The Penang specialist doctor said the restriction is especially concerning for postoperative and intensive care settings, where continuous monitoring and timely reassessments are critical.

He described the policy as “financial gatekeeping rather than facilitation of health care”, accusing MediExpress of undermining both patient welfare and doctors’ professional autonomy.

“By prioritising cost-cutting over clinical judgment, MediExpress undermines not only patient welfare but also the professional autonomy of doctors,” the doctor said. “Such policies erode trust, distort standards of care, and turn medical decisions into financial calculations.”

The paediatrician also highlighted the ethical concern of shifting the financial burden onto patients at their most vulnerable. “It forces a cruel trade-off between medical necessity and financial affordability – a situation that no patient should ever face under an insurance system that purports to protect their health.”

MediExpress’ GL further limits admission duration to five days and requires “top-up” approval for extended stays or coverage exceeding RM10,000. 

It contains additional conditions, including restrictions on cross-referrals, exclusions for certain items and procedures, and a clause allowing the TPA to retract the GL if the final diagnosis differs from the provisional one.

The GL also lists numerous exclusions, including certain external appliances, supplements, and procedures deemed not “medically necessary to be hospitalised”, while requiring hospitals to obtain prior approval for cross-referrals and additional treatments.

Such guarantee letters are typically issued by insurers or TPAs to hospitals as proof of coverage for policyholders’ medical expenses. While CodeBlue cannot verify whether the clause limiting doctor visits applies to all GLs issued by MediExpress, the document indicates a policy that caps the number of reimbursable doctor reviews per day.

The paediatrician who spoke to CodeBlue said such limits contradict standard clinical practice, where the frequency of patient reviews should be determined by medical need rather than administrative rules.

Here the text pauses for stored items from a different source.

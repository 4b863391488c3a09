//! Biomass and carbon unit conversions.
//!
//! Each conversion masks the input to strictly positive cells, multiplies by a
//! fixed factor and renames the band to reflect the new unit. Timestamps carry
//! over unchanged.

use std::fmt;
use std::str::FromStr;

use mangrove_common::AtlasError;

use crate::collection::ImageCollection;

/// Below-ground biomass as a fraction of above-ground biomass.
pub const AGB_TO_BGB: f64 = 0.49;

/// Organic carbon fraction of biomass.
pub const BIO_TO_OC: f64 = 0.451;

/// Mass of CO2 per unit mass of carbon (44/12).
pub const OC_TO_CO2E: f64 = 11.0 / 3.0;

/// Square metres per hectare.
pub const M2_PER_HA: f64 = 10_000.0;

/// A named scalar conversion.
#[derive(Debug, Clone, Copy, PartialEq, Eq)]
pub enum UnitConversion {
    /// Above-ground to below-ground biomass.
    AgbToBgb,
    /// Biomass to organic carbon.
    BioToOc,
    /// Organic carbon to CO2 equivalent.
    OcToCo2e,
    /// Biomass to organic carbon expressed as CO2 equivalent.
    BioToCo2e,
}

impl UnitConversion {
    /// Multiplier applied to every unmasked pixel.
    pub fn factor(&self) -> f64 {
        match self {
            Self::AgbToBgb => AGB_TO_BGB,
            Self::BioToOc => BIO_TO_OC,
            Self::OcToCo2e => OC_TO_CO2E,
            Self::BioToCo2e => BIO_TO_OC * OC_TO_CO2E,
        }
    }

    /// Band name after conversion.
    pub fn output_band(&self, band: &str) -> String {
        match self {
            Self::AgbToBgb => "bgb".to_string(),
            Self::BioToOc => format!("{}_oc", band),
            Self::OcToCo2e => format!("{}_co2e", band),
            Self::BioToCo2e => format!("{}_oc_co2e", band),
        }
    }

    /// Keyword naming the conversion.
    pub fn as_str(&self) -> &'static str {
        match self {
            Self::AgbToBgb => "agb_to_bgb",
            Self::BioToOc => "bio_to_OC",
            Self::OcToCo2e => "OC_to_CO2e",
            Self::BioToCo2e => "bio_to_CO2e",
        }
    }

    /// Mask non-positive cells, scale, and rename every image of a series.
    pub fn apply(&self, collection: &ImageCollection) -> ImageCollection {
        collection.map_images(|image| {
            let band = self.output_band(&image.band_name);
            image.mask_positive().multiply(self.factor()).rename(band)
        })
    }
}

impl FromStr for UnitConversion {
    type Err = AtlasError;

    fn from_str(s: &str) -> Result<Self, Self::Err> {
        match s {
            "agb_to_bgb" => Ok(Self::AgbToBgb),
            "bio_to_OC" => Ok(Self::BioToOc),
            "OC_to_CO2e" => Ok(Self::OcToCo2e),
            "bio_to_CO2e" => Ok(Self::BioToCo2e),
            other => Err(AtlasError::invalid_parameter(
                "conversion",
                format!("unknown conversion '{}'", other),
            )),
        }
    }
}

impl fmt::Display for UnitConversion {
    fn fmt(&self, f: &mut fmt::Formatter<'_>) -> fmt::Result {
        write!(f, "{}", self.as_str())
    }
}

/// Above-ground to below-ground biomass.
pub fn agb_to_bgb(collection: &ImageCollection) -> ImageCollection {
    UnitConversion::AgbToBgb.apply(collection)
}

/// Biomass to organic carbon.
pub fn bio_to_oc(collection: &ImageCollection) -> ImageCollection {
    UnitConversion::BioToOc.apply(collection)
}

/// Organic carbon to CO2 equivalent.
pub fn oc_to_co2e(collection: &ImageCollection) -> ImageCollection {
    UnitConversion::OcToCo2e.apply(collection)
}

/// Biomass to organic carbon as CO2 equivalent.
pub fn bio_to_co2e(collection: &ImageCollection) -> ImageCollection {
    UnitConversion::BioToCo2e.apply(collection)
}

/// Rescale a per-m² density series to per hectare; nothing is masked.
pub fn per_hectare(collection: &ImageCollection) -> ImageCollection {
    collection.map_images(|image| image.multiply(M2_PER_HA))
}

#[cfg(test)]
mod tests {
    use super::*;
    use crate::collection::Image;
    use crate::expr::RasterExpr;
    use crate::types::{GeoTransform, Raster, RasterStore};
    use mangrove_common::parse_timestamp;

    fn agb_collection() -> ImageCollection {
        ImageCollection::new(
            "mangrove-agb",
            vec![Image::new(
                RasterExpr::source("agb"),
                "agb",
                parse_timestamp("2016-01-01").unwrap(),
                "t / m2",
            )],
        )
    }

    #[test]
    fn test_factors() {
        assert!((UnitConversion::BioToCo2e.factor() - 0.451 * 11.0 / 3.0).abs() < 1e-12);
        assert!((UnitConversion::AgbToBgb.factor() - 0.49).abs() < f64::EPSILON);
    }

    #[test]
    fn test_parse_keywords() {
        assert_eq!("bio_to_OC".parse::<UnitConversion>().unwrap(), UnitConversion::BioToOc);
        assert_eq!("OC_to_CO2e".parse::<UnitConversion>().unwrap(), UnitConversion::OcToCo2e);
        assert!("bio_to_oc".parse::<UnitConversion>().is_err());
    }

    #[test]
    fn test_renames_band() {
        let converted = bio_to_co2e(&agb_collection());
        assert_eq!(converted.images()[0].band_name, "agb_oc_co2e");
        assert_eq!(agb_to_bgb(&agb_collection()).images()[0].band_name, "bgb");
        assert_eq!(oc_to_co2e(&agb_collection()).images()[0].band_name, "agb_co2e");
        assert_eq!(converted.dates(), agb_collection().dates());
    }

    #[test]
    fn test_per_hectare_keeps_band() {
        let scaled = per_hectare(&agb_collection());
        assert_eq!(scaled.images()[0].band_name, "agb");
        assert_eq!(scaled.images()[0].expr, RasterExpr::source("agb").multiply(M2_PER_HA));
    }

    #[test]
    fn test_bio_to_oc_inverts_where_positive() {
        let values = vec![10.0, 0.0, -5.0, 250.5];
        let mut store = RasterStore::new();
        store.insert(
            "agb",
            Raster::single_band("agb", 4, 1, GeoTransform::new(0.0, 1.0, 1.0, 1.0), values.clone())
                .unwrap(),
        );

        let converted = bio_to_oc(&agb_collection());
        let expr = converted.images()[0].expr.bind(&store).unwrap();

        for (col, original) in values.iter().enumerate() {
            let sampled = expr.sample(col as f64 + 0.5, 0.5);
            if *original > 0.0 {
                let recovered = sampled.unwrap() / BIO_TO_OC;
                assert!((recovered - *original as f64).abs() < 1e-9);
            } else {
                assert!(sampled.is_none());
            }
        }
    }
}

“Health care systems exist to support the doctor-patient relationship, not to police or penalise it,” the paediatrician said. “If MediExpress continues on this trajectory, it risks losing credibility as a partner in health care – and becoming instead a barrier to it.”

CodeBlue has contacted MediExpress for comment.

MediExpress’ new restriction comes amid growing scrutiny of insurer and TPA interference in doctors’ clinical decisions. Last month, CodeBlue’s nationwide survey of 855 private specialists found that 99 per cent had experienced some form of interference, including delayed guarantee letters, restrictions on anaesthesia use, or denials of standard treatments.

Health director-general Dr Mahathar Abd Wahab recently issued a public warning that insurance companies and TPAs had no legal authority to overrule clinical decisions, citing possible contraventions of Act 586.

He also warned payers against conditioning GL approvals or setting reimbursement on “predetermined clinical choices”.

The Ministry of Health (MOH) has since said it had been tasked by the Cabinet on June 25 to study regulatory options for TPAs and managed care organisations (MCOs).

Under the current framework, Bank Negara Malaysia (BNM) regulates insurers and takaful operators (ITOs), while the MOH oversees TPAs registered as MCOs. Both authorities have separately affirmed that administrative intermediaries are not authorised to direct patient care.